SP-Nationalrätin Jacqueline Fehr
SP-Nationalrätin Jacqueline Fehr

Man stelle sich vor, die Managed-Care-Vorlage würde am 17. Juni entgegen allen Prognosen vom Schweizervolk doch noch angenommen. Und nehmen wir an, es würde danach alles besser: Die Netzwerke mit Budgetverantwortung würden dann bessere medizinische Leistungen zu einem tieferen Preis anbieten.

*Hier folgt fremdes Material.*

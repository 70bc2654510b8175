//! HTTP server for Slack slash commands and interactions.

use axum::{
    body::Bytes,
    extract::State,
    http::{HeaderMap, StatusCode},
    response::{IntoResponse, Json, Response},
    routing::{get, post},
    Router,
};
use incident::views::{self, CREATE_INCIDENT_CALLBACK, RESOLVE_INCIDENT_CALLBACK};
use incident::{Coordinator, IncidentError, ResolutionTrigger};
use serde_json::{json, Value};
use std::sync::Arc;
use tower_http::trace::TraceLayer;
use tracing::{debug, error, info, warn};

use crate::config::Config;
use crate::webhooks::{
    validate_request_timestamp, verify_slack_signature, InteractionEnvelope, InteractionPayload,
    SlashCommand, SubmittedView, SIGNATURE_HEADER, TIMESTAMP_HEADER,
};

/// Slash command that opens the creation form.
pub const INCIDENT_COMMAND: &str = "/incident";

/// Slash command that starts resolution.
pub const RESOLVE_COMMAND: &str = "/resolve-incident";

/// Shared application state.
#[derive(Clone)]
pub struct AppState {
    /// Configuration.
    pub config: Arc<Config>,
    /// Incident workflow.
    pub coordinator: Arc<Coordinator>,
}

/// Build the HTTP router for the incident manager.
pub fn build_router(state: AppState) -> Router {
    Router::new()
        .route("/slack/commands", post(slash_command_handler))
        .route("/slack/interactions", post(interaction_handler))
        .route("/health", get(health_check))
        .layer(TraceLayer::new_for_http())
        .with_state(state)
}

/// Health check endpoint.
async fn health_check() -> Json<Value> {
    Json(json!({ "status": "healthy" }))
}

/// Reject requests that are unsigned, badly signed or stale.
fn verify_request(config: &Config, headers: &HeaderMap, body: &[u8]) -> Result<(), StatusCode> {
    let header = |name: &str| headers.get(name).and_then(|v| v.to_str().ok());

    let Some(timestamp) = header(TIMESTAMP_HEADER) else {
        warn!("Missing X-Slack-Request-Timestamp header");
        return Err(StatusCode::UNAUTHORIZED);
    };
    let Some(signature) = header(SIGNATURE_HEADER) else {
        warn!("Missing X-Slack-Signature header");
        return Err(StatusCode::UNAUTHORIZED);
    };

    if !validate_request_timestamp(timestamp, config.max_request_age_secs) {
        warn!(timestamp = %timestamp, "Slack request timestamp is stale");
        return Err(StatusCode::UNAUTHORIZED);
    }
    if !verify_slack_signature(body, timestamp, signature, &config.signing_secret) {
        warn!("Invalid Slack request signature");
        return Err(StatusCode::UNAUTHORIZED);
    }

    debug!("Slack request signature verified");
    Ok(())
}

fn ephemeral(text: impl Into<String>) -> Response {
    Json(json!({
        "response_type": "ephemeral",
        "text": text.into()
    }))
    .into_response()
}

/// Handle incoming slash commands.
pub async fn slash_command_handler(
    State(state): State<AppState>,
    headers: HeaderMap,
    body: Bytes,
) -> Result<Response, StatusCode> {
    verify_request(&state.config, &headers, &body)?;

    let command: SlashCommand = serde_urlencoded::from_bytes(&body).map_err(|e| {
        error!("Failed to parse slash command: {e}");
        StatusCode::BAD_REQUEST
    })?;

    info!(
        command = %command.command,
        user_id = %command.user_id,
        channel_id = %command.channel_id,
        "Received slash command"
    );

    let result = match command.command.as_str() {
        INCIDENT_COMMAND => state.coordinator.open_creation_form(&command.trigger_id).await,
        RESOLVE_COMMAND => {
            state
                .coordinator
                .request_resolution(&ResolutionTrigger {
                    trigger_id: command.trigger_id,
                    channel_id: command.channel_id,
                    channel_name: command.channel_name,
                })
                .await
        }
        other => {
            debug!(command = %other, "Ignoring unknown slash command");
            return Ok(ephemeral(format!("Unknown command `{other}`.")));
        }
    };

    match result {
        Ok(()) => Ok(StatusCode::OK.into_response()),
        Err(e) => {
            if let Some(message) = e.user_message() {
                info!(reason = %e, "Slash command rejected");
                Ok(ephemeral(message))
            } else {
                error!(error = %e, "Slash command failed");
                Ok(ephemeral("Something went wrong, check the incident manager logs."))
            }
        }
    }
}

/// Handle interaction payloads (modal submissions).
///
/// Submissions are acknowledged immediately; the workflow continues on a
/// spawned task.
pub async fn interaction_handler(
    State(state): State<AppState>,
    headers: HeaderMap,
    body: Bytes,
) -> Result<StatusCode, StatusCode> {
    verify_request(&state.config, &headers, &body)?;

    let envelope: InteractionEnvelope = serde_urlencoded::from_bytes(&body).map_err(|e| {
        error!("Failed to parse interaction body: {e}");
        StatusCode::BAD_REQUEST
    })?;
    let payload: InteractionPayload = serde_json::from_str(&envelope.payload).map_err(|e| {
        error!("Failed to parse interaction payload: {e}");
        StatusCode::BAD_REQUEST
    })?;

    match payload {
        InteractionPayload::ViewSubmission { user, view } => {
            info!(callback_id = %view.callback_id, user_id = %user.id, "Received view submission");
            dispatch_submission(&state, &user.id, &view);
        }
        InteractionPayload::Unknown => debug!("Ignoring unhandled interaction type"),
    }

    Ok(StatusCode::OK)
}

fn dispatch_submission(state: &AppState, user_id: &str, view: &SubmittedView) {
    let coordinator = Arc::clone(&state.coordinator);

    match view.callback_id.as_str() {
        CREATE_INCIDENT_CALLBACK => {
            let request = match views::parse_creation_submission(&view.state, user_id) {
                Ok(request) => request,
                Err(e) => {
                    warn!(error = %e, "Discarding creation submission");
                    return;
                }
            };
            tokio::spawn(async move {
                match coordinator.create_incident(&request).await {
                    Ok(created) => info!(
                        incident = %created.name,
                        channel_id = %created.channel_id,
                        "Incident creation completed"
                    ),
                    Err(e) => log_failure("create", &e),
                }
            });
        }
        RESOLVE_INCIDENT_CALLBACK => {
            let metadata = match views::parse_resolve_metadata(&view.private_metadata) {
                Ok(metadata) => metadata,
                Err(e) => {
                    warn!(error = %e, "Discarding resolution submission");
                    return;
                }
            };
            let submitter = user_id.to_string();
            tokio::spawn(async move {
                match coordinator.resolve_incident(&metadata.channel_id).await {
                    Ok(resolved) => info!(
                        incident = %metadata.incident_name,
                        channel_name = %resolved.channel_name,
                        "Incident resolution completed"
                    ),
                    Err(e) => {
                        log_failure("resolve", &e);
                        if let Some(message) = e.user_message() {
                            if let Err(e) = coordinator.message_user(&submitter, &message).await {
                                error!(user_id = %submitter, error = %e, "Failed to notify submitter");
                            }
                        }
                    }
                }
            });
        }
        other => debug!(callback_id = %other, "Ignoring unknown view submission"),
    }
}

fn log_failure(action: &str, e: &IncidentError) {
    match e {
        IncidentError::Precondition(reason) => {
            warn!(action, reason = %reason, "Incident workflow rejected");
        }
        IncidentError::FanOut(fan_out) => {
            error!(
                action,
                failed = ?fan_out.failed_labels(),
                error = %fan_out,
                "Incident workflow partially failed"
            );
        }
        _ => error!(action, error = %e, "Incident workflow failed"),
    }
}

Insgesamt könnte man eine Milliarde Franken einsparen, wie das Innenminister Alain Berset in der «Arena» des Schweizer Fernsehens vorrechnete.

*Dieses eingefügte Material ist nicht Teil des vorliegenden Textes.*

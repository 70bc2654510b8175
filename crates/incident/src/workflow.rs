//! Incident workflow coordinator.
//!
//! Sequences the creation and resolution of incidents across the chat,
//! paging and document platforms.
//!
//! ## Creation
//!
//! ```text
//! name ─► create channel ─► [page on-call] ─► summary ─► fan-out ─► CreatedIncident
//!            (fatal)           (fatal)                   (aggregate failure)
//! ```
//!
//! ## Resolution
//!
//! ```text
//! preconditions ─► confirmation modal
//! submit ─► channel info ─► rename ─► fan-out ─► ResolvedIncident
//! ```
//!
//! No step is retried and nothing is rolled back: a failure after the channel
//! exists leaves the channel (and any completed fan-out effects) in place.

use std::sync::Arc;

use tracing::{debug, info, instrument};

use crate::error::{IncidentError, PreconditionError};
use crate::fanout::FanOut;
use crate::messages::{self, SummaryFields};
use crate::model::{CreationRequest, ResolutionTrigger, Severity};
use crate::naming::IncidentName;
use crate::platform::{
    ChatPlatform, DocumentPlatform, OutgoingMessage, PageRequest, PagingPlatform, PostmortemPage,
};
use crate::views;
use crate::{DEFAULT_CHANNEL_PREFIX, RESOLVED_SUFFIX};

/// Title of the documentation bookmark added to every incident channel.
const BOOKMARK_TITLE: &str = "Incident documentation";

/// Static workflow settings, fixed at startup.
#[derive(Debug, Clone, PartialEq, Eq)]
pub struct WorkflowSettings {
    /// Prefix for incident channel names
    pub channel_prefix: String,
    /// Link bookmarked in every incident channel
    pub incident_doc_url: String,
    /// Chat workspace subdomain, used for channel archive links
    pub chat_org: String,
    /// Users invited to every incident channel
    pub invite_user_ids: Vec<String>,
    /// Channels that receive creation and resolution broadcasts
    pub notify_channel_ids: Vec<String>,
    /// User groups mentioned in the incident summary
    pub cc_group_ids: Vec<String>,
}

impl Default for WorkflowSettings {
    fn default() -> Self {
        Self {
            channel_prefix: DEFAULT_CHANNEL_PREFIX.to_string(),
            incident_doc_url: String::new(),
            chat_org: String::new(),
            invite_user_ids: Vec::new(),
            notify_channel_ids: Vec::new(),
            cc_group_ids: Vec::new(),
        }
    }
}

impl WorkflowSettings {
    /// Archive link for a channel in the chat workspace.
    #[must_use]
    pub fn channel_url(&self, channel_id: &str) -> String {
        format!("https://{}.slack.com/archives/{channel_id}", self.chat_org)
    }
}

/// Platforms available to the coordinator.
///
/// `paging` and `documents` are optional capabilities; when absent the
/// corresponding steps are skipped.
#[derive(Clone)]
pub struct Collaborators {
    /// Chat platform
    pub chat: Arc<dyn ChatPlatform>,
    /// On-call paging platform
    pub paging: Option<Arc<dyn PagingPlatform>>,
    /// Postmortem document platform
    pub documents: Option<Arc<dyn DocumentPlatform>>,
}

impl Collaborators {
    /// Chat only; paging and documents disabled.
    #[must_use]
    pub fn chat_only(chat: Arc<dyn ChatPlatform>) -> Self {
        Self {
            chat,
            paging: None,
            documents: None,
        }
    }

    /// Enable paging.
    #[must_use]
    pub fn with_paging(mut self, paging: Arc<dyn PagingPlatform>) -> Self {
        self.paging = Some(paging);
        self
    }

    /// Enable postmortem documents.
    #[must_use]
    pub fn with_documents(mut self, documents: Arc<dyn DocumentPlatform>) -> Self {
        self.documents = Some(documents);
        self
    }
}

/// Outcome of a successful creation.
#[derive(Debug, Clone, PartialEq, Eq)]
pub struct CreatedIncident {
    /// Generated incident name
    pub name: String,
    /// Name of the incident channel
    pub channel_name: String,
    /// Id of the incident channel
    pub channel_id: String,
    /// Declared severity
    pub severity: Severity,
    /// Paging incident link, when paging is enabled
    pub paging_url: Option<String>,
    /// Number of fan-out operations performed
    pub operations: usize,
}

/// Outcome of a successful resolution.
#[derive(Debug, Clone, PartialEq, Eq)]
pub struct ResolvedIncident {
    /// Incident channel id
    pub channel_id: String,
    /// Channel name after the rename
    pub channel_name: String,
}

/// Drives incident creation and resolution.
pub struct Coordinator {
    settings: WorkflowSettings,
    collaborators: Collaborators,
    name_source: Box<dyn Fn() -> IncidentName + Send + Sync>,
}

impl Coordinator {
    /// Create a coordinator that names incidents with [`IncidentName::generate`].
    #[must_use]
    pub fn new(settings: WorkflowSettings, collaborators: Collaborators) -> Self {
        Self {
            settings,
            collaborators,
            name_source: Box::new(IncidentName::generate),
        }
    }

    /// Replace the incident name source.
    #[must_use]
    pub fn with_name_source<F>(mut self, source: F) -> Self
    where
        F: Fn() -> IncidentName + Send + Sync + 'static,
    {
        self.name_source = Box::new(source);
        self
    }

    /// Workflow settings.
    #[must_use]
    pub fn settings(&self) -> &WorkflowSettings {
        &self.settings
    }

    /// Whether on-call paging is enabled.
    #[must_use]
    pub fn paging_enabled(&self) -> bool {
        self.collaborators.paging.is_some()
    }

    /// Whether postmortem documents are enabled.
    #[must_use]
    pub fn documents_enabled(&self) -> bool {
        self.collaborators.documents.is_some()
    }

    // =========================================================================
    // Creation
    // =========================================================================

    /// Open the incident creation form.
    pub async fn open_creation_form(&self, trigger_id: &str) -> Result<(), IncidentError> {
        debug!("Opening incident creation form");
        self.collaborators
            .chat
            .open_view(trigger_id, &views::create_incident_view())
            .await?;
        Ok(())
    }

    /// Create an incident from a submitted creation form.
    #[instrument(skip(self, request), fields(creator_id = %request.creator_id, severity = %request.severity))]
    pub async fn create_incident(
        &self,
        request: &CreationRequest,
    ) -> Result<CreatedIncident, IncidentError> {
        let chat = &self.collaborators.chat;
        let settings = &self.settings;

        let name = (self.name_source)();
        let channel_name = name.channel_name(&settings.channel_prefix);

        info!(channel_name = %channel_name, "Setting up incident channel");
        let channel = chat.create_channel(&channel_name).await?;
        let channel_id = channel.id.as_str();

        let paging_url = match &self.collaborators.paging {
            Some(paging) => {
                info!(channel_id = %channel_id, "Creating paging incident");
                let page = paging
                    .create_incident(&PageRequest {
                        title: format!("{name} ({})", request.description),
                        details: format!(
                            "An incident has been filed via the incident-manager tool: {}. \
                             Go to the discussion in https://slack.com/app_redirect?channel={channel_id}.",
                            request.description
                        ),
                    })
                    .await?;
                Some(page.html_url)
            }
            None => None,
        };

        let summary = messages::summary(
            &SummaryFields {
                name: name.as_str(),
                description: &request.description,
                severity: request.severity,
                channel_id,
                creator_id: &request.creator_id,
                paging_url: paging_url.as_deref(),
            },
            &settings.cc_group_ids,
        );
        let fallback = messages::created_text(name.as_str());

        let mut fan_out = FanOut::new();

        fan_out.push("set topic", chat.set_topic(channel_id, &request.description));
        fan_out.push(
            "add documentation bookmark",
            chat.add_bookmark(channel_id, BOOKMARK_TITLE, &settings.incident_doc_url),
        );

        let in_channel = OutgoingMessage::blocks(
            channel_id,
            fallback.clone(),
            messages::incident_created_blocks(&summary),
        );
        fan_out.push("post incident summary", async move {
            chat.post_message(&in_channel).await
        });

        fan_out.push(
            format!("invite creator {}", request.creator_id),
            chat.invite_user(channel_id, &request.creator_id),
        );
        for user_id in &settings.invite_user_ids {
            if user_id.is_empty() || *user_id == request.creator_id {
                continue;
            }
            fan_out.push(format!("invite {user_id}"), chat.invite_user(channel_id, user_id));
        }

        for notify_channel in &settings.notify_channel_ids {
            let broadcast = OutgoingMessage::blocks(
                notify_channel.as_str(),
                fallback.clone(),
                messages::incident_created_notify_blocks(&summary),
            );
            fan_out.push(format!("notify {notify_channel}"), async move {
                chat.post_message(&broadcast).await
            });
        }

        let dm = OutgoingMessage::text(
            request.creator_id.as_str(),
            messages::creator_dm_text(channel_id),
        );
        fan_out.push("message creator", async move { chat.post_message(&dm).await });

        if let Some(documents) = &self.collaborators.documents {
            let page = PostmortemPage {
                title: name.to_string(),
                description: request.description.clone(),
                source_url: settings.channel_url(channel_id),
            };
            fan_out.push("create postmortem page", async move {
                documents.create_page(&page).await
            });
        }

        let operations = fan_out.join().await?;

        info!(
            incident = %name,
            channel_id = %channel_id,
            operations,
            "Incident successfully created"
        );

        Ok(CreatedIncident {
            name: name.to_string(),
            channel_name,
            channel_id: channel.id.clone(),
            severity: request.severity,
            paging_url,
            operations,
        })
    }

    /// Send a plain direct message to a user.
    pub async fn message_user(&self, user_id: &str, text: &str) -> Result<(), IncidentError> {
        self.collaborators
            .chat
            .post_message(&OutgoingMessage::text(user_id, text))
            .await?;
        Ok(())
    }

    // =========================================================================
    // Resolution
    // =========================================================================

    /// Validate that a channel can be resolved and return its incident name.
    pub fn check_resolvable(&self, channel_name: &str) -> Result<IncidentName, PreconditionError> {
        let name = IncidentName::from_channel_name(&self.settings.channel_prefix, channel_name)
            .ok_or(PreconditionError::NotIncidentChannel)?;
        if channel_name.ends_with(RESOLVED_SUFFIX) {
            return Err(PreconditionError::AlreadyResolved);
        }
        Ok(name)
    }

    /// Handle the resolve command: check preconditions and open the confirmation form.
    #[instrument(skip(self, trigger), fields(channel_id = %trigger.channel_id, channel_name = %trigger.channel_name))]
    pub async fn request_resolution(&self, trigger: &ResolutionTrigger) -> Result<(), IncidentError> {
        let name = self.check_resolvable(&trigger.channel_name)?;

        debug!(incident = %name, "Opening resolution form");
        self.collaborators
            .chat
            .open_view(
                &trigger.trigger_id,
                &views::resolve_incident_view(name.as_str(), &trigger.channel_id),
            )
            .await?;
        Ok(())
    }

    /// Resolve the incident owning `channel_id`: rename its channel and announce.
    #[instrument(skip(self))]
    pub async fn resolve_incident(&self, channel_id: &str) -> Result<ResolvedIncident, IncidentError> {
        let chat = &self.collaborators.chat;

        let channel = chat.channel_info(channel_id).await?;
        if channel.name.ends_with(RESOLVED_SUFFIX) {
            return Err(PreconditionError::AlreadyResolved.into());
        }

        let resolved_name = format!("{}{RESOLVED_SUFFIX}", channel.name);
        info!(from = %channel.name, to = %resolved_name, "Renaming incident channel");
        chat.rename_channel(channel_id, &resolved_name).await?;

        let incident_name =
            IncidentName::from_channel_name(&self.settings.channel_prefix, &channel.name)
                .map_or_else(|| channel.name.clone(), |n| n.to_string());
        let fallback = messages::resolved_text(&incident_name);

        let mut fan_out = FanOut::new();
        for notify_channel in &self.settings.notify_channel_ids {
            let broadcast = OutgoingMessage::blocks(
                notify_channel.as_str(),
                fallback.clone(),
                messages::incident_resolved_notify_blocks(channel_id),
            );
            fan_out.push(format!("notify {notify_channel}"), async move {
                chat.post_message(&broadcast).await
            });
        }
        let notice =
            OutgoingMessage::blocks(channel_id, fallback, messages::incident_resolved_blocks());
        fan_out.push("post resolution notice", async move {
            chat.post_message(&notice).await
        });

        fan_out.join().await?;

        info!(channel_id = %channel_id, "Incident successfully resolved");

        Ok(ResolvedIncident {
            channel_id: channel_id.to_string(),
            channel_name: resolved_name,
        })
    }
}

#[cfg(test)]
mod tests {
    use super::*;

    fn settings() -> WorkflowSettings {
        WorkflowSettings {
            chat_org: "acme".to_string(),
            ..WorkflowSettings::default()
        }
    }

    #[test]
    fn test_channel_url() {
        assert_eq!(
            settings().channel_url("C42"),
            "https://acme.slack.com/archives/C42"
        );
    }

    #[test]
    fn test_default_prefix() {
        assert_eq!(WorkflowSettings::default().channel_prefix, "incd-");
    }
}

Und wenn der Bundesrat den Risikoausgleich zwischen den Krankenkassen verfeinern würde, wie er das dank einem Ja am 17. Juni machen könnte, so würden die Prämienunterschiede zwischen den Krankenkassen mehr oder weniger verschwinden. Die SP und insbesondere die Zürcher SP-Nationalrätin Jacqueline Fehr hätten dann ein Problem. Sie verlören ihr wichtigstes Argument für eine Einheitskrankenkasse. Sie könnten nicht mehr sagen, die Prämienunterschiede zwischen den Kassen seien ungerecht. Auch das Kostenargument würde bei Einsparungen von einer Milliarde entfallen. Ihr Prestigeobjekt, die Volksinitiative für eine einheitliche öffentliche Krankenkasse, für welche die SP wacker und sehr erfolgreich Stimmen sammelte, riskierte, Schiffbruch zu erleiden. Jacqueline Fehr kämpft an vorderster Front für diese Initiative. Sie kämpft nun ebenfalls an vorderster Front gegen die Managed-Care-Vorlage. Das lässt tief blicken.